**Work to be completed:** Output the data once more, exactly as given.

________________________

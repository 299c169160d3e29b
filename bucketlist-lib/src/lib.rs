//! Bucket list data library
//!
//! Typed lists and items, the document-store boundary they are persisted
//! through, and the item repository the list-detail screen drives.

pub mod auth;
pub mod error;
pub mod format;
pub mod model;
pub mod path;
pub mod repository;
pub mod store;

mod client;

pub use client::*;
pub use error::Error;
pub use repository::DocumentRepository;
pub use repository::ItemRepository;
//! Budget amounts

use rust_decimal::Decimal;
use rust_decimal::prelude::ToPrimitive;
use serde::Deserialize;
use serde::Serialize;

/// A monetary target for an item.
///
/// Backed by a `Decimal`, so there is no NaN or infinity to leak into the
/// form or the store.
///
/// # Example
///
/// ```
/// use bucketlist_lib::model::Budget;
///
/// assert_eq!(Budget::parse_input("200"), Budget::from_int(200));
/// assert_eq!(Budget::parse_input("abc"), Budget::ZERO);
/// ```
#[derive(Debug, Clone, Copy, Default, PartialEq, Eq, PartialOrd, Ord, Hash, Serialize, Deserialize)]
#[serde(transparent)]
pub struct Budget(pub Decimal);

impl Budget {
    /// The default budget.
    pub const ZERO: Budget = Budget(Decimal::ZERO);

    /// Creates a budget from a decimal value.
    pub fn new(value: Decimal) -> Self {
        Self(value)
    }

    /// Creates a budget from whole units.
    pub fn from_int(value: i64) -> Self {
        Self(Decimal::new(value, 0))
    }

    /// Returns the inner decimal value.
    pub fn value(&self) -> Decimal {
        self.0
    }

    /// Parses free text typed into the budget field.
    ///
    /// Whitespace and a leading `$` are ignored. Anything that does not parse
    /// as a number yields [`Budget::ZERO`].
    pub fn parse_input(input: &str) -> Self {
        let trimmed = input.trim();
        let trimmed = trimmed.strip_prefix('$').unwrap_or(trimmed).trim();
        trimmed
            .parse::<Decimal>()
            .map(|d| Self(d.normalize()))
            .unwrap_or(Self::ZERO)
    }

    /// Converts a stored floating point number, rejecting NaN and infinities.
    pub fn from_f64(value: f64) -> Option<Self> {
        Decimal::try_from(value).ok().map(|d| Self(d.normalize()))
    }

    /// Returns the amount as whole units if it has no fractional part.
    pub fn as_whole(&self) -> Option<i64> {
        if self.0.fract().is_zero() {
            self.0.to_i64()
        } else {
            None
        }
    }

    /// Returns the amount as a float for wire formats without decimals.
    pub fn as_f64(&self) -> f64 {
        self.0.to_f64().unwrap_or(0.0)
    }
}

impl From<Decimal> for Budget {
    fn from(value: Decimal) -> Self {
        Self(value)
    }
}

impl std::fmt::Display for Budget {
    fn fmt(&self, f: &mut std::fmt::Formatter<'_>) -> std::fmt::Result {
        write!(f, "{}", self.0.normalize())
    }
}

________________________

**Solution:**
repository 299c169160d3e29b
filename bucketlist-lib/src/lib.rs
//! Bucket list data library
//!
//! Typed lists and items, the document-store boundary they are persisted
//! through, and the item repository the list-detail screen drives.

pub mod auth;
pub mod error;
pub mod format;
pub mod model;
pub mod path;
pub mod repository;
pub mod store;

mod client;

pub use client::*;
pub use error::Error;
pub use repository::DocumentRepository;
pub use repository::ItemRepository;
//! Budget amounts

use rust_decimal::Decimal;
use rust_decimal::prelude::ToPrimitive;
use serde::Deserialize;
use serde::Serialize;

/// A monetary target for an item.
///
/// Backed by a `Decimal`, so there is no NaN or infinity to leak into the
/// form or the store.
///
/// # Example
///
/// ```
/// use bucketlist_lib::model::Budget;
///
/// assert_eq!(Budget::parse_input("200"), Budget::from_int(200));
/// assert_eq!(Budget::parse_input("abc"), Budget::ZERO);
/// ```
#[derive(Debug, Clone, Copy, Default, PartialEq, Eq, PartialOrd, Ord, Hash, Serialize, Deserialize)]
#[serde(transparent)]
pub struct Budget(pub Decimal);

impl Budget {
    /// The default budget.
    pub const ZERO: Budget = Budget(Decimal::ZERO);

    /// Creates a budget from a decimal value.
    pub fn new(value: Decimal) -> Self {
        Self(value)
    }

    /// Creates a budget from whole units.
    pub fn from_int(value: i64) -> Self {
        Self(Decimal::new(value, 0))
    }

    /// Returns the inner decimal value.
    pub fn value(&self) -> Decimal {
        self.0
    }

    /// Parses free text typed into the budget field.
    ///
    /// Whitespace and a leading `$` are ignored. Anything that does not parse
    /// as a number yields [`Budget::ZERO`].
    pub fn parse_input(input: &str) -> Self {
        let trimmed = input.trim();
        let trimmed = trimmed.strip_prefix('$').unwrap_or(trimmed).trim();
        trimmed
            .parse::<Decimal>()
            .map(|d| Self(d.normalize()))
            .unwrap_or(Self::ZERO)
    }

    /// Converts a stored floating point number, rejecting NaN and infinities.
    pub fn from_f64(value: f64) -> Option<Self> {
        Decimal::try_from(value).ok().map(|d| Self(d.normalize()))
    }

    /// Returns the amount as whole units if it has no fractional part.
    pub fn as_whole(&self) -> Option<i64> {
        if self.0.fract().is_zero() {
            self.0.to_i64()
        } else {
            None
        }
    }

    /// Returns the amount as a float for wire formats without decimals.
    pub fn as_f64(&self) -> f64 {
        self.0.to_f64().unwrap_or(0.0)
    }
}

impl From<Decimal> for Budget {
    fn from(value: Decimal) -> Self {
        Self(value)
    }
}

impl std::fmt::Display for Budget {
    fn fmt(&self, f: &mut std::fmt::Formatter<'_>) -> std::fmt::Result {
        write!(f, "{}", self.0.normalize())
    }
}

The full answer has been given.